> TASK OBJECTIVE
Reproduce the lines of the listing exactly, beginning at the top, until the line with "async fn main()" has been reproduced too.
^^^^^^^^^^^^^^^^
use sea_orm::Database;
use sea_orm_migration::prelude::*;

const USAGE: &str = "Usage: cargo run -p migration -- [up|down|fresh|refresh|status]";

#[tokio::main]
async fn main() -> Result<(), Box<dyn std::error::Error + Send + Sync>> {
    let cmd = std::env::args().nth(1).unwrap_or_else(|| "up".to_string());
    let db_url = std::env::var("DATABASE_URL")
        .unwrap_or_else(|_| "sqlite:./coinslot.db?mode=rwc".to_string());

    let db = Database::connect(&db_url).await?;

    match cmd.as_str() {
        "up" => migration::Migrator::up(&db, None).await?,
        // Roll back only the latest migration.
        "down" => migration::Migrator::down(&db, Some(1)).await?,
        "fresh" => migration::Migrator::fresh(&db).await?,
        "refresh" => migration::Migrator::refresh(&db).await?,
        "status" => migration::Migrator::status(&db).await?,
        "-h" | "--help" | "help" => println!("{USAGE}"),
        _ => {
            eprintln!("{USAGE}");
            std::process::exit(2);
        }
    }

    Ok(())
}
^^^^^^^^^^^^^^^^
> SOLUTION FOR THIS PROBLEM
use sea_orm::Database;
use sea_orm_migration::prelude::*;

const USAGE: &str = "Usage: cargo run -p migration -- [up|down|fresh|refresh|status]";

#[tokio::main]
async fn main() -> Result<(), Box<dyn std::error::Error + Send + Sync>> {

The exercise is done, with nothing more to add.